遠藤 課題解決のための手段として、一番有効な対象者は誰か。意味のない公平性は、結果として何もしないという結論になりやすいので、既存の団体だけでなく多様な主体を把握して、ともにまちをつくっていくシステムが必要だと思います。環境と経済の両立ではとくにそうです。
編集部 行政には監視機構がいっぱいあるでしょう。議会に、消費者、NPOなどいろいろオンブズマン的活動もあります。その中で臆病になるかチャレンジャーになるかは重大な選択でしょう。
村上 そこはどっちを見て仕事をしていくのかによるでしょう。組織を見るのか、地元の人を見るのか。

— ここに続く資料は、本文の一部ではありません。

//! One physical connection per topic, wrapped by the reconnection supervisor.
//!
//! ```text
//! Idle -> Connecting -> Open -> Closed -> (backoff) -> Connecting -> ...
//!                                  \-> Failed   (budget exhausted, terminal)
//! ```
//!
//! The keep-alive ticker only sends pings. A missing pong never forces a
//! reconnect: failure detection relies on the transport's own close or error
//! signal.

use crate::clock::Scheduler;
use crate::dispatcher::Dispatcher;
use crate::message::{Outbound, SessionStatus, Topic};
use crate::supervisor::{ReconnectPolicy, Supervisor};
use crate::transport::{Connector, Link};
use futures::{SinkExt, StreamExt};
use log::*;
use std::sync::atomic::{AtomicU32, Ordering};
use std::sync::{Arc, Mutex};
use std::time::Duration;
use tokio::task::JoinHandle;

/// Everything a session needs besides its topic.
#[derive(Clone)]
pub(crate) struct SessionContext {
    pub(crate) dispatcher: Arc<Dispatcher>,
    pub(crate) connector: Arc<dyn Connector>,
    pub(crate) scheduler: Arc<dyn Scheduler>,
    pub(crate) base_url: String,
    pub(crate) keep_alive_interval: Duration,
    pub(crate) reconnect: ReconnectPolicy,
}

/// Observable state shared between the session task and its handle.
#[derive(Debug)]
pub struct SessionState {
    status: Mutex<SessionStatus>,
    retry_count: AtomicU32,
}

impl SessionState {
    fn new() -> Self {
        Self {
            status: Mutex::new(SessionStatus::Idle),
            retry_count: AtomicU32::new(0),
        }
    }

    pub fn status(&self) -> SessionStatus {
        *self.status.lock().unwrap_or_else(|poisoned| poisoned.into_inner())
    }

    pub fn retry_count(&self) -> u32 {
        self.retry_count.load(Ordering::SeqCst)
    }

    fn set_status(&self, status: SessionStatus) {
        *self.status.lock().unwrap_or_else(|poisoned| poisoned.into_inner()) = status;
    }
}

/// Owner's handle on a running session task.
pub struct SessionHandle {
    topic: Topic,
    state: Arc<SessionState>,
    task: JoinHandle<()>,
}

impl SessionHandle {
    /// Spawn the session task. Must be called within a tokio runtime.
    pub(crate) fn spawn(topic: Topic, ctx: SessionContext) -> Self {
        let state = Arc::new(SessionState::new());
        let session = Session {
            endpoint: topic.endpoint(&ctx.base_url),
            topic: topic.clone(),
            state: state.clone(),
            supervisor: Supervisor::new(ctx.reconnect),
            ctx,
        };

        debug!("Spawning session for {topic}");
        let task = tokio::spawn(session.run());

        Self { topic, state, task }
    }

    pub fn topic(&self) -> &Topic {
        &self.topic
    }

    pub fn status(&self) -> SessionStatus {
        self.state.status()
    }

    pub fn retry_count(&self) -> u32 {
        self.state.retry_count()
    }

    /// Stop the session now. The task is cancelled at its current suspension
    /// point, which drops the connection along with the keep-alive ticker and
    /// any pending reconnection timer. No status event follows.
    pub fn close(self) {
        self.task.abort();
        self.state.set_status(SessionStatus::Closed);
        debug!("Closed session for {}", self.topic);
    }
}

struct Session {
    topic: Topic,
    endpoint: String,
    state: Arc<SessionState>,
    supervisor: Supervisor,
    ctx: SessionContext,
}

impl Session {
    async fn run(mut self) {
        loop {
            self.transition(SessionStatus::Connecting);

            match self.ctx.connector.connect(&self.endpoint).await {
                Ok(link) => {
                    self.supervisor.reset();
                    self.state.retry_count.store(0, Ordering::SeqCst);
                    info!("Connected to {}", self.endpoint);
                    self.transition(SessionStatus::Open);

                    self.pump(link).await;

                    self.transition(SessionStatus::Closed);
                }
                Err(e) => {
                    warn!("Connection to {} failed: {e}", self.endpoint);
                    self.transition(SessionStatus::Closed);
                }
            }

            match self.supervisor.next_delay() {
                Some(delay) => {
                    let attempt = self.supervisor.attempts();
                    self.state.retry_count.store(attempt, Ordering::SeqCst);
                    info!(
                        "Reconnecting to {} in {:?} (attempt {attempt}/{})",
                        self.endpoint,
                        delay,
                        self.ctx.reconnect.max_attempts()
                    );
                    self.ctx.scheduler.sleep(delay).await;
                }
                None => {
                    error!(
                        "Giving up on {} after {} reconnection attempts",
                        self.endpoint,
                        self.supervisor.attempts()
                    );
                    self.transition(SessionStatus::Failed);
                    return;
                }
            }
        }
    }

    /// Drive an open connection until the transport closes or errors.
    async fn pump(&self, link: Link) {
        let Link {
            mut sink,
            mut stream,
        } = link;

        let ping = match serde_json::to_string(&Outbound::Ping) {
            Ok(ping) => ping,
            Err(e) => {
                error!("Failed to serialize keep-alive ping: {e}");
                return;
            }
        };

        let mut keep_alive = self.ctx.scheduler.sleep(self.ctx.keep_alive_interval);

        loop {
            tokio::select! {
                _ = &mut keep_alive => {
                    trace!("Sending keep-alive ping on {}", self.topic);
                    if let Err(e) = sink.send(ping.clone()).await {
                        warn!("Keep-alive ping on {} failed: {e}", self.topic);
                        return;
                    }
                    keep_alive = self.ctx.scheduler.sleep(self.ctx.keep_alive_interval);
                }
                frame = stream.next() => match frame {
                    Some(Ok(text)) => self.ctx.dispatcher.dispatch_text(&self.topic, &text),
                    Some(Err(e)) if e.is_protocol() => {
                        warn!("Dropping undecodable frame on {}: {e}", self.topic);
                    }
                    Some(Err(e)) => {
                        warn!("Connection to {} errored: {e}", self.endpoint);
                        return;
                    }
                    None => {
                        info!("Connection to {} closed by server", self.endpoint);
                        return;
                    }
                },
            }
        }
    }

    fn transition(&self, status: SessionStatus) {
        self.state.set_status(status);
        self.ctx.dispatcher.notify_status(&self.topic, status);
    }
}
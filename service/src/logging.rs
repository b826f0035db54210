use crate::config::{Config, RustEnv};
use log::{LevelFilter, SetLoggerError};
use simplelog::{self, ConfigBuilder};

/// Modules to filter out from logging when not in Trace mode.
/// These are typically verbose dependencies that clutter normal log output.
const FILTERED_MODULES: &[&str] = &[
    "tungstenite",
    "tokio_tungstenite",
    "reqwest",
    "hyper",
    "hyper_util",
    "mio",
];

pub struct Logger {}

impl Logger {
    /// Installs the global terminal logger described by `config`.
    ///
    /// Trace level shows everything, dependency chatter included. Any other level
    /// hides the modules listed in `FILTERED_MODULES`. Colors are turned off in
    /// production, where output usually ends up in a log collector.
    pub fn init_logger(config: &Config) -> Result<(), SetLoggerError> {
        let log_level_filter = Self::convert_level_filter(config.log_level_filter);
        let apply_filters = Self::should_filter_dependencies(config.log_level_filter);
        let log_config = Self::build_log_config(apply_filters);

        simplelog::TermLogger::init(
            log_level_filter,
            log_config,
            simplelog::TerminalMode::Stderr,
            Self::color_choice(&config.runtime_env()),
        )
    }

    fn color_choice(env: &RustEnv) -> simplelog::ColorChoice {
        match env {
            RustEnv::Production => simplelog::ColorChoice::Never,
            RustEnv::Development | RustEnv::Staging => simplelog::ColorChoice::Auto,
        }
    }

    /// Converts log::LevelFilter to simplelog::LevelFilter.
    fn convert_level_filter(level: LevelFilter) -> simplelog::LevelFilter {
        match level {
            LevelFilter::Off => simplelog::LevelFilter::Off,
            LevelFilter::Error => simplelog::LevelFilter::Error,
            LevelFilter::Warn => simplelog::LevelFilter::Warn,
            LevelFilter::Info => simplelog::LevelFilter::Info,
            LevelFilter::Debug => simplelog::LevelFilter::Debug,
            LevelFilter::Trace => simplelog::LevelFilter::Trace,
        }
    }

    /// Determines whether dependency logging should be filtered.
    ///
    /// Returns `false` for Trace level (show all logs), `true` for all other levels.
    fn should_filter_dependencies(level: LevelFilter) -> bool {
        level != LevelFilter::Trace
    }

    /// Builds a simplelog Config with optional module filtering.
    ///
    /// When `apply_filters` is true, logs from noisy dependencies are suppressed.
    fn build_log_config(apply_filters: bool) -> simplelog::Config {
        let mut builder = ConfigBuilder::new();
        builder.set_time_format_rfc3339();

        if apply_filters {
            for module in FILTERED_MODULES {
                builder.add_filter_ignore_str(module);
            }
        }

        builder.build()
    }
}
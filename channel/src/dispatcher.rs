use crate::error::{protocol_error, Error, ProtocolErrorKind};
use crate::message::{ChannelEvent, Frame, FrameType, SessionStatus, Topic};
use dashmap::DashMap;
use log::*;
use std::sync::Arc;

/// Callback invoked for every event a listener is registered for.
pub type Listener = Arc<dyn Fn(&Topic, &ChannelEvent) + Send + Sync>;

/// Unique identifier for a registered listener
#[derive(Debug, Clone, PartialEq, Eq, Hash)]
pub struct ListenerId(String);

impl ListenerId {
    pub fn new() -> Self {
        Self(uuid::Uuid::new_v4().to_string())
    }

    pub fn as_str(&self) -> &str {
        &self.0
    }
}

impl Default for ListenerId {
    fn default() -> Self {
        Self::new()
    }
}

/// Parses inbound frames and fans them out.
///
/// Two tables, both keeping registration order:
/// - per topic: the callbacks passed to `subscribe`, run first
/// - global, keyed by event type name: cross-cutting reactions, run after
pub struct Dispatcher {
    topic_listeners: DashMap<Topic, Vec<(ListenerId, Listener)>>,
    global_listeners: DashMap<&'static str, Vec<(ListenerId, Listener)>>,
}

impl Dispatcher {
    pub fn new() -> Self {
        Self {
            topic_listeners: DashMap::new(),
            global_listeners: DashMap::new(),
        }
    }

    pub fn add_topic_listener(&self, topic: &Topic, listener: Listener) -> ListenerId {
        let id = ListenerId::new();
        self.topic_listeners
            .entry(topic.clone())
            .or_default()
            .push((id.clone(), listener));
        id
    }

    /// Remove a topic listener and return how many remain for that topic.
    pub fn remove_topic_listener(&self, topic: &Topic, id: &ListenerId) -> usize {
        let remaining = match self.topic_listeners.get_mut(topic) {
            Some(mut listeners) => {
                listeners.retain(|(listener_id, _)| listener_id != id);
                listeners.len()
            }
            None => 0,
        };

        if remaining == 0 {
            self.topic_listeners
                .remove_if(topic, |_, listeners| listeners.is_empty());
        }
        remaining
    }

    pub fn topic_listener_count(&self, topic: &Topic) -> usize {
        self.topic_listeners
            .get(topic)
            .map(|listeners| listeners.len())
            .unwrap_or(0)
    }

    /// Register a cross-cutting listener for one event type, e.g.
    /// `"patient_called"` or `message::CONNECTION_STATUS`.
    pub fn on(&self, event_type: &'static str, listener: Listener) -> ListenerId {
        let id = ListenerId::new();
        self.global_listeners
            .entry(event_type)
            .or_default()
            .push((id.clone(), listener));
        id
    }

    /// Remove a global listener. Returns whether it was registered.
    pub fn off(&self, id: &ListenerId) -> bool {
        let mut removed = false;
        for mut entry in self.global_listeners.iter_mut() {
            let before = entry.len();
            entry.retain(|(listener_id, _)| listener_id != id);
            removed |= entry.len() != before;
        }
        removed
    }

    /// Parse a raw frame and check it against the topic's taxonomy.
    pub fn parse(topic: &Topic, text: &str) -> Result<Frame, Error> {
        let frame: Frame = serde_json::from_str(text)?;
        if !topic.kind.accepts(&frame) {
            return Err(protocol_error(
                ProtocolErrorKind::UnexpectedForTopic,
                &format!("{} is not a {:?} frame", frame.frame_type(), topic.kind),
            ));
        }
        Ok(frame)
    }

    /// Parse and deliver one inbound frame. Protocol errors are logged and
    /// the frame is dropped.
    pub fn dispatch_text(&self, topic: &Topic, text: &str) {
        match Self::parse(topic, text) {
            Ok(frame) => {
                trace!("Dispatching {} on {}", frame.frame_type(), topic);
                self.dispatch(topic, &ChannelEvent::Frame(frame));
            }
            Err(e) => warn!("Dropping frame on {topic}: {e}"),
        }
    }

    pub fn notify_status(&self, topic: &Topic, status: SessionStatus) {
        self.dispatch(topic, &ChannelEvent::Status(status));
    }

    /// Topic callbacks first, then global listeners for the event's type.
    /// Listener lists are copied out so callbacks run without holding a lock
    /// and may subscribe or unsubscribe themselves.
    pub fn dispatch(&self, topic: &Topic, event: &ChannelEvent) {
        let scoped: Vec<Listener> = self
            .topic_listeners
            .get(topic)
            .map(|listeners| listeners.iter().map(|(_, l)| l.clone()).collect())
            .unwrap_or_default();

        let global: Vec<Listener> = self
            .global_listeners
            .get(event.frame_type())
            .map(|listeners| listeners.iter().map(|(_, l)| l.clone()).collect())
            .unwrap_or_default();

        for listener in scoped.iter().chain(global.iter()) {
            listener(topic, event);
        }
    }
}

impl Default for Dispatcher {
    fn default() -> Self {
        Self::new()
    }
}

#[cfg(test)]
mod tests {
    use super::*;
    use crate::message::CONNECTION_STATUS;
    use std::sync::Mutex;

    fn recorder(label: &'static str, log: &Arc<Mutex<Vec<String>>>) -> Listener {
        let log = log.clone();
        Arc::new(move |_topic: &Topic, event: &ChannelEvent| {
            log.lock()
                .unwrap()
                .push(format!("{label}:{}", event.frame_type()));
        })
    }

    #[test]
    fn test_topic_callbacks_run_before_global_listeners() {
        let dispatcher = Dispatcher::new();
        let log = Arc::new(Mutex::new(Vec::new()));
        let topic = Topic::service("4");

        dispatcher.on("patient_called", recorder("global", &log));
        dispatcher.add_topic_listener(&topic, recorder("first", &log));
        dispatcher.add_topic_listener(&topic, recorder("second", &log));

        dispatcher.dispatch_text(
            &topic,
            r#"{"type":"patient_called","data":{"ticket_number":"T-1"}}"#,
        );

        assert_eq!(
            *log.lock().unwrap(),
            vec![
                "first:patient_called",
                "second:patient_called",
                "global:patient_called"
            ]
        );
    }

    #[test]
    fn test_global_listeners_only_see_their_event_type() {
        let dispatcher = Dispatcher::new();
        let log = Arc::new(Mutex::new(Vec::new()));
        let topic = Topic::ticket("T-1");

        dispatcher.on("ticket_update", recorder("updates", &log));
        dispatcher.on(CONNECTION_STATUS, recorder("status", &log));

        dispatcher.dispatch_text(&topic, r#"{"type":"pong"}"#);
        dispatcher.dispatch_text(&topic, r#"{"type":"ticket_update","data":{}}"#);
        dispatcher.notify_status(&topic, SessionStatus::Open);

        assert_eq!(
            *log.lock().unwrap(),
            vec!["updates:ticket_update", "status:connection_status"]
        );
    }

    #[test]
    fn test_malformed_and_foreign_frames_are_dropped() {
        let dispatcher = Dispatcher::new();
        let log = Arc::new(Mutex::new(Vec::new()));
        let topic = Topic::ticket("T-1");
        dispatcher.add_topic_listener(&topic, recorder("ticket", &log));

        dispatcher.dispatch_text(&topic, "not json");
        dispatcher.dispatch_text(&topic, r#"{"type":"brand_new_type"}"#);
        dispatcher.dispatch_text(&topic, r#"{"type":"emergency_alert","data":{}}"#);

        assert!(log.lock().unwrap().is_empty());

        let err = Dispatcher::parse(&topic, r#"{"type":"emergency_alert"}"#).unwrap_err();
        assert_eq!(
            err.error_kind,
            crate::error::ChannelErrorKind::Protocol(ProtocolErrorKind::UnexpectedForTopic)
        );
    }

    #[test]
    fn test_remove_topic_listener_reports_remaining() {
        let dispatcher = Dispatcher::new();
        let log = Arc::new(Mutex::new(Vec::new()));
        let topic = Topic::ticket("T-1");

        let first = dispatcher.add_topic_listener(&topic, recorder("a", &log));
        let second = dispatcher.add_topic_listener(&topic, recorder("b", &log));

        assert_eq!(dispatcher.remove_topic_listener(&topic, &first), 1);
        assert_eq!(dispatcher.remove_topic_listener(&topic, &second), 0);
        assert_eq!(dispatcher.topic_listener_count(&topic), 0);
    }

    #[test]
    fn test_off_removes_global_listener() {
        let dispatcher = Dispatcher::new();
        let log = Arc::new(Mutex::new(Vec::new()));
        let topic = Topic::ticket("T-1");

        let id = dispatcher.on("pong", recorder("pong", &log));
        assert!(dispatcher.off(&id));
        assert!(!dispatcher.off(&id));

        dispatcher.dispatch_text(&topic, r#"{"type":"pong"}"#);
        assert!(log.lock().unwrap().is_empty());
    }

    #[test]
    fn test_listener_may_unsubscribe_itself_during_dispatch() {
        let dispatcher = Arc::new(Dispatcher::new());
        let topic = Topic::ticket("T-1");
        let slot: Arc<Mutex<Option<ListenerId>>> = Arc::new(Mutex::new(None));

        let (d, t, s) = (dispatcher.clone(), topic.clone(), slot.clone());
        let id = dispatcher.add_topic_listener(
            &topic,
            Arc::new(move |_: &Topic, _: &ChannelEvent| {
                if let Some(id) = s.lock().unwrap().take() {
                    d.remove_topic_listener(&t, &id);
                }
            }),
        );
        *slot.lock().unwrap() = Some(id);

        dispatcher.dispatch_text(&topic, r#"{"type":"pong"}"#);
        assert_eq!(dispatcher.topic_listener_count(&topic), 0);
    }
}
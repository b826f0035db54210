use crate::clock::{Scheduler, TokioScheduler};
use crate::config::ChannelConfig;
use crate::connection::{ConnectionRegistry, ConnectionStatus, SubscriptionHandle};
use crate::dispatcher::{Dispatcher, Listener, ListenerId};
use crate::message::{SessionStatus, Topic};
use crate::session::SessionContext;
use crate::transport::{Connector, WsConnector};
use log::*;
use std::sync::Arc;

/// Entry point for everything that talks to the push service. One explicit
/// instance per process, shared behind an `Arc`.
pub struct Manager {
    registry: ConnectionRegistry,
    scheduler: Arc<dyn Scheduler>,
}

impl Manager {
    /// A manager that opens real WebSocket connections.
    pub fn new(config: ChannelConfig) -> Self {
        let connector = Arc::new(WsConnector::new(config.connect_timeout));
        Self::with_parts(config, connector, Arc::new(TokioScheduler))
    }

    pub fn with_parts(
        config: ChannelConfig,
        connector: Arc<dyn Connector>,
        scheduler: Arc<dyn Scheduler>,
    ) -> Self {
        let context = SessionContext {
            dispatcher: Arc::new(Dispatcher::new()),
            connector,
            scheduler: scheduler.clone(),
            base_url: config.base_url,
            keep_alive_interval: config.keep_alive_interval,
            reconnect: config.reconnect,
        };

        Self {
            registry: ConnectionRegistry::new(context),
            scheduler,
        }
    }

    pub fn subscribe(&self, topic: Topic, on_event: Listener) -> SubscriptionHandle {
        let handle = self.registry.subscribe(topic, on_event);
        info!("Subscribed to {}", handle.topic);
        handle
    }

    pub fn unsubscribe(&self, handle: &SubscriptionHandle) {
        info!("Unsubscribing from {}", handle.topic);
        self.registry.unsubscribe(handle);
    }

    /// Register a listener for every event named `event_type` on any topic.
    pub fn on(&self, event_type: &'static str, listener: Listener) -> ListenerId {
        self.registry.on(event_type, listener)
    }

    pub fn off(&self, id: &ListenerId) -> bool {
        self.registry.off(id)
    }

    pub fn connection_status(&self) -> ConnectionStatus {
        self.registry.status()
    }

    pub fn session_status(&self, topic: &Topic) -> Option<SessionStatus> {
        self.registry.session_status(topic)
    }

    /// The timer capability sessions use, shared with higher layers so that
    /// refresh cycles run on the same clock.
    pub fn scheduler(&self) -> Arc<dyn Scheduler> {
        self.scheduler.clone()
    }

    pub fn shutdown(&self) {
        info!("Shutting down push channel");
        self.registry.shutdown();
    }
}

impl Default for Manager {
    fn default() -> Self {
        Self::new(ChannelConfig::default())
    }
}
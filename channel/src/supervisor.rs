//! Bounded exponential backoff for transport sessions.

use std::time::Duration;

/// Reconnection policy.
///
/// Attempt `n` (1-based) waits `base_delay * 2^(n-1)`. There is no jitter and
/// no cap other than the attempt budget.
#[derive(Debug, Clone, Copy, PartialEq, Eq)]
pub struct ReconnectPolicy {
    base_delay: Duration,
    max_attempts: u32,
}

impl ReconnectPolicy {
    /// Create a new policy.
    ///
    /// # Arguments
    ///
    /// * `base_delay` - Delay before the first attempt
    /// * `max_attempts` - Attempts allowed before giving up
    pub fn new(base_delay: Duration, max_attempts: u32) -> Self {
        Self {
            base_delay,
            max_attempts,
        }
    }

    pub fn max_attempts(&self) -> u32 {
        self.max_attempts
    }

    /// Delay before attempt `attempt`, or `None` once the budget is spent.
    pub fn delay(&self, attempt: u32) -> Option<Duration> {
        if attempt == 0 || attempt > self.max_attempts {
            return None;
        }
        let factor = 2_u32.checked_pow(attempt - 1)?;
        self.base_delay.checked_mul(factor)
    }
}

impl Default for ReconnectPolicy {
    fn default() -> Self {
        Self::new(Duration::from_millis(1000), 5)
    }
}

/// Tracks the attempts made since the last successful open.
#[derive(Debug)]
pub struct Supervisor {
    policy: ReconnectPolicy,
    attempts: u32,
}

impl Supervisor {
    pub fn new(policy: ReconnectPolicy) -> Self {
        Self {
            policy,
            attempts: 0,
        }
    }

    /// Attempts made since the last successful open.
    pub fn attempts(&self) -> u32 {
        self.attempts
    }

    /// Called after a successful open.
    pub fn reset(&mut self) {
        self.attempts = 0;
    }

    /// Consume one attempt and return how long to wait before it.
    /// `None` means the budget is exhausted and the session must fail.
    pub fn next_delay(&mut self) -> Option<Duration> {
        let delay = self.policy.delay(self.attempts + 1)?;
        self.attempts += 1;
        Some(delay)
    }
}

本当に必要だと思えばしっかりやろうとするものです。
小林 市役所で運用する環境ISOから、「PLAN(計画)-DO(実行)-CHECK(評価)-ACT(改善)」(PDCA)のサイクルを回していけば少しずつでも確実に継続的に改善ができるということを学びました。行政には間違いがあってはいけないのですが、今の時代に誰が社会や経済等の見通しを正しくできるのでしょうか。行政でも財政破綻に陥る自治体と元気な自治体とが存在します。見通しが立たない中で、対応の仕方をいかに柔軟に変えていけるかが求められているのではないでしょうか。たとえ、大きな歴史的な計画でも不都合が出たら見直していく必要さえある、そう考えると非常に楽です。
環境モデル都市、飯田市は、2050年に70%の二酸化炭素(CO2)を減らそうという計画を持っています。40年先に可能かとの議論も大切でしょうが、世の中の潮流を見極め、いかに飯田らしい仕掛けを次々と打っていけるかがカギとなります。
村上 自治体マンの多くは、住民参画を進めるに当たっては、きちっとした完全な仕組みを最初から始めなければいけないと思っています。私もそうでした。でも、住民の皆さんと一緒に事業を進めてみてわかったことは、不完全でも、まずはスタートしてみる。悪いところがあれば直していく。これが本当の意味での参画だと思います。結果として行政が最初に考えていたものよりずっと良いものになります。